До сих пор существуют разные мнения относительно того, который из трех основных литературных журналов, издающихся в стране, превосходит остальные по качеству публикаций и популярности. Сеньор Корреа, сеньора Фернанда Мария Эспиноза из «Читателя» и сеньор Сальваде из «Единого обозрения» имели на этот счет твердое мнение, которое — увы! — никогда не совпадало с мнением их оппонентов, но они были едины в одном: нет лучше ресторана, чем «Гриль». «Гриль», самый модный ресторан столицы, стал таковым из-за пустяшной, почти детской хитрости — просто до этого в течение сорока лет он был самым что ни на есть непопулярным.

«Гриль» находился в конце узенькой улицы, отходящей сквозь каменную арку от центральной площади, и в основном славился тем, что со дня основания в нем не поменялось практически ни одна деталь интерьера — ну разве что сиденья унитазов, да и то не все. Даже дверные ручки, даже пепельницы на столах — все оставалось в точности как сто лет назад. В самом начале своего пути ресторан, декорированный в роскошном стиле арт-деко, на долгое время потерял популярность, превратившись в пыльный пережиток прошлого столетия, затем неожиданно снова вознесся уже в ином качестве: неподдельного, аутентичного антиквариата.

Актеры, певцы, музыканты, деловито беседующие бизнесмены, которые еще недавно именовались гангстерами, писатели и поэты, футболисты и их вульгарные подружки, красавицы-старлетки из телесериалов и их красавцы-друзья (правда, иногда эти слишком смазливые молодые люди украдкой поглядывали на столики, где ужинали мускулистые футболисты) — вся эта разношерстная толпа ежедневно толклась в «Гриле».

Людям со стороны заказать столик в этом ресторане было практически невозможно, но человек вроде сеньора Корреа обладал такими связями, что смог лишь за день снять целый зал в задней части заведения, к ужасу ирландского посла, чью заявку на частную вечеринку внезапно аннулировали. Сеньор Корреа знал, что делает — конечно, сеньора Фернанда Мария Эспиноза не смогла устоять перед таким предложением.
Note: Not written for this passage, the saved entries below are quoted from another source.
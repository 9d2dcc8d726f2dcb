//! Storage interfaces consumed by the alert engine.

use std::time::Duration;

use async_trait::async_trait;
#[cfg(test)]
use mockall::automock;

use crate::{models::AlertPolicy, persistence::error::PersistenceError};

/// A fast key-value store with native expiry, used for cooldown markers,
/// alert history lists and rate-limit counters.
///
/// List index arguments follow Redis semantics: both ends are inclusive and
/// negative indices count from the tail (`-1` is the last element).
#[cfg_attr(test, automock)]
#[async_trait]
pub trait KeyValueStore: Send + Sync {
    /// Returns the string value stored at `key`, if any.
    async fn get(&self, key: &str) -> Result<Option<String>, PersistenceError>;

    /// Stores `value` at `key`, replacing any previous value and expiry.
    async fn set_with_ttl(
        &self,
        key: &str,
        value: &str,
        ttl: Duration,
    ) -> Result<(), PersistenceError>;

    /// Prepends `value` to the list at `key`, creating it if needed.
    /// Returns the new list length.
    async fn push_front(&self, key: &str, value: &str) -> Result<u64, PersistenceError>;

    /// Keeps only the elements between `start` and `stop`.
    async fn trim(&self, key: &str, start: i64, stop: i64) -> Result<(), PersistenceError>;

    /// Sets the expiry of `key`. Missing keys are ignored.
    async fn expire(&self, key: &str, ttl: Duration) -> Result<(), PersistenceError>;

    /// Returns the list elements between `start` and `stop`.
    async fn range(&self, key: &str, start: i64, stop: i64)
    -> Result<Vec<String>, PersistenceError>;

    /// Atomically increments the counter at `key` and returns the new value.
    /// `ttl` is applied only when the counter is created.
    async fn increment(&self, key: &str, ttl: Duration) -> Result<u64, PersistenceError>;
}

/// The relational source of truth for alert policies.
#[cfg_attr(test, automock)]
#[async_trait]
pub trait PolicyStore: Send + Sync {
    /// Fetches every enabled policy.
    async fn fetch_enabled_policies(&self) -> Result<Vec<AlertPolicy>, PersistenceError>;
}
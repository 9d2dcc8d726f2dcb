//! Retrying HTTP client construction shared by the webhook and SMS channels.

use std::time::Duration;

use reqwest_middleware::{ClientBuilder, ClientWithMiddleware};
use reqwest_retry::{Jitter, RetryTransientMiddleware, policies::ExponentialBackoff};

use crate::config::{HttpRetryConfig, JitterSetting};

/// Timeouts applied to every outbound channel request.
#[derive(Debug, Clone, Copy, PartialEq, Eq)]
pub struct HttpTimeouts {
    /// Time allowed to establish a connection.
    pub connect: Duration,
    /// Time allowed for a whole request, including the response body.
    pub request: Duration,
}

impl Default for HttpTimeouts {
    fn default() -> Self {
        Self { connect: Duration::from_secs(10), request: Duration::from_secs(30) }
    }
}

/// Wraps `base_client` with transient-error retries following `config`.
///
/// # Arguments
/// * `config` - Retry count, backoff bounds and jitter.
/// * `base_client` - The `reqwest::Client` doing the actual I/O. Its
///   connection pool and timeouts are kept.
///
/// # Returns
/// * `ClientWithMiddleware` - A client that retries transient failures with
///   exponential backoff.
pub fn create_retryable_http_client(
    config: &HttpRetryConfig,
    base_client: reqwest::Client,
) -> ClientWithMiddleware {
    let jitter = match config.jitter {
        JitterSetting::None => Jitter::None,
        JitterSetting::Full => Jitter::Full,
    };
    let retry_policy = ExponentialBackoff::builder()
        .jitter(jitter)
        .base(config.base_for_backoff)
        .retry_bounds(config.initial_backoff_ms, config.max_backoff_secs)
        .build_with_max_retries(config.max_retries);

    ClientBuilder::new(base_client)
        .with(RetryTransientMiddleware::new_with_policy(retry_policy))
        .build()
}

/// Builds the plain `reqwest` client underneath the retry middleware.
pub(crate) fn build_base_client(timeouts: HttpTimeouts) -> reqwest::Result<reqwest::Client> {
    reqwest::Client::builder()
        .pool_max_idle_per_host(10)
        .pool_idle_timeout(Some(Duration::from_secs(90)))
        .connect_timeout(timeouts.connect)
        .timeout(timeouts.request)
        .build()
}
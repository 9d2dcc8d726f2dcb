//! Integration tests for the policy store and key-value stores

use std::{sync::Arc, time::Duration};

use ratewatch::{
    channels::ChannelRegistry,
    engine::{AlertEngine, AlertOutcome},
    models::{AlertEvent, ChannelKind, Severity},
    persistence::{
        InMemoryKeyValueStore, SqlitePolicyStore, error::PersistenceError,
        traits::{KeyValueStore, PolicyStore},
    },
    test_helpers::{ManualClock, PolicyBuilder, RecordingChannel},
};
use tempfile::TempDir;

async fn setup_db() -> SqlitePolicyStore {
    let store = SqlitePolicyStore::new("sqlite::memory:")
        .await
        .expect("Failed to set up in-memory database");
    store.run_migrations().await.expect("Failed to run migrations");
    store
}

#[tokio::test]
async fn test_policies_survive_reopening_the_database() {
    let dir = TempDir::new().unwrap();
    let url = format!("sqlite:{}", dir.path().join("policies.db").display());

    let store = SqlitePolicyStore::new(&url).await.unwrap();
    store.run_migrations().await.unwrap();
    let policy = PolicyBuilder::new("login")
        .severity(Severity::Critical)
        .cooldown_ms(60_000)
        .channel(ChannelKind::Email)
        .channel(ChannelKind::from("pager"))
        .build();
    store.upsert_policy(&policy).await.unwrap();
    store.close().await;

    let reopened = SqlitePolicyStore::new(&url).await.unwrap();
    reopened.run_migrations().await.unwrap();
    assert_eq!(reopened.fetch_enabled_policies().await.unwrap(), vec![policy]);
}

#[tokio::test]
async fn test_engine_reads_policies_from_sqlite() {
    let store = Arc::new(setup_db().await);
    store
        .upsert_policy(&PolicyBuilder::new("login").channel(ChannelKind::Slack).build())
        .await
        .unwrap();
    store
        .upsert_policy(
            &PolicyBuilder::new("signup").channel(ChannelKind::Slack).disabled().build(),
        )
        .await
        .unwrap();

    let clock = ManualClock::default();
    let slack = RecordingChannel::new();
    let mut registry = ChannelRegistry::new();
    registry.register(ChannelKind::Slack, Arc::new(slack.clone()));
    let engine = AlertEngine::builder()
        .policy_store(store.clone())
        .kv_store(Arc::new(InMemoryKeyValueStore::new(Arc::new(clock.clone()))))
        .channels(registry)
        .clock(Arc::new(clock.clone()))
        .build()
        .unwrap();

    assert!(matches!(
        engine.send_alert(AlertEvent::new("login", "ip-1", 6)).await,
        AlertOutcome::Dispatched(_)
    ));
    // Disabled rows are not loaded, so the group has no policy at all.
    assert_eq!(engine.send_alert(AlertEvent::new("signup", "ip-1", 6)).await, AlertOutcome::NoPolicy);

    store.delete_policy("login").await.unwrap();
    clock.advance(Duration::from_secs(60));
    assert_eq!(engine.send_alert(AlertEvent::new("login", "ip-2", 6)).await, AlertOutcome::NoPolicy);
    assert_eq!(slack.call_count(), 1);
}

#[tokio::test]
async fn test_delete_missing_policy_is_not_found() {
    let store = setup_db().await;
    assert!(matches!(store.delete_policy("nope").await, Err(PersistenceError::NotFound(_))));
}

#[tokio::test]
async fn test_in_memory_store_history_semantics() {
    let clock = ManualClock::default();
    let store = InMemoryKeyValueStore::new(Arc::new(clock.clone()));

    for i in 0..150 {
        store.push_front("alert_history:login", &i.to_string()).await.unwrap();
        store.trim("alert_history:login", 0, 99).await.unwrap();
    }
    store.expire("alert_history:login", Duration::from_secs(604_800)).await.unwrap();

    let entries = store.range("alert_history:login", 0, 49).await.unwrap();
    assert_eq!(entries.len(), 50);
    assert_eq!(entries[0], "149");
    assert_eq!(store.range("alert_history:login", 0, -1).await.unwrap().len(), 100);

    clock.advance(Duration::from_secs(604_800));
    assert!(store.range("alert_history:login", 0, -1).await.unwrap().is_empty());
}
И, конечно, она немедленно пожалела об этом, едва сняла пальто и, повернувшись, увидела лицо сеньора Корреа. Сеньор Сальваде тоже сразу понял, что хитрый подлец пригласил их на ужин с единственной целью — позлорадствовать. Но бежать было поздно.

Сеньор Сальваде нахмурился и крепче сжал хрупкую ножку широкого бокала с мартини.

За рыбой в белом вине Фернанда Мария спросила, холодно улыбнувшись:

— Ну же, крошка Хуан, расскажи нам, что за туза ты спрятал в рукаве?

Но редактор «Салона» лишь щелкнул пальцами, подзывая официанта, заказал еще вина и примирительно сказал:

— Милочка Фернанда, неужели мы должны все время говорить о делах? Наслаждайтесь едой — не правда ли, рыба сегодня удалась?

Сеньор Сальваде из «Единого обозрения» молчал и пил больше обыкновенного, но даже он не выдержал во время перемены нежнейшего стейка.

— Ну давай же, подлец, — промычал он. — Выкладывай, что у тебя там?

Сеньор Корреа улыбнулся ему улыбкой Моны Лизы и до краев долил бокал. Он смог продлить пытку до конца десерта, игнорируя безмолвные мольбы врагов о пощаде, болтая о пустяках, разыгрывая радушного хозяина, с садистским злорадством наслаждаясь их мучениями.

Но после десерта сеньор Корреа столкнулся с обычной проблемой всех садистов: у каждого человека есть предел страданий, после которого он перестает их чувствовать. Поэтому после кофе, когда гости сложили салфетки и он понял, что рыбки готовы соскользнуть с крючка, сеньор Корреа значительно откашлялся:

— Мои дорогие коллеги. Друзья.

Оба врага фыркнули и потянулись за бренди.

— Помните ли вы историю Говарда Картера который в 1922 открыл практически не расхищенную могилу Тутанхамона?

— Помню, что он умер от чего-то ужасного, — сказала Фернанда Мария. — Проклятие фараонов или что-то в этом роде.

— Я уверен, что вы правы, моя дорогая, — сказала сеньор Корреа. — Но я слышал вот что: когда он пробил стену гробницы и протянул внутрь руку с огарком свечи, его спросили, что он видит, а он ответил: «Чудесные вещи!»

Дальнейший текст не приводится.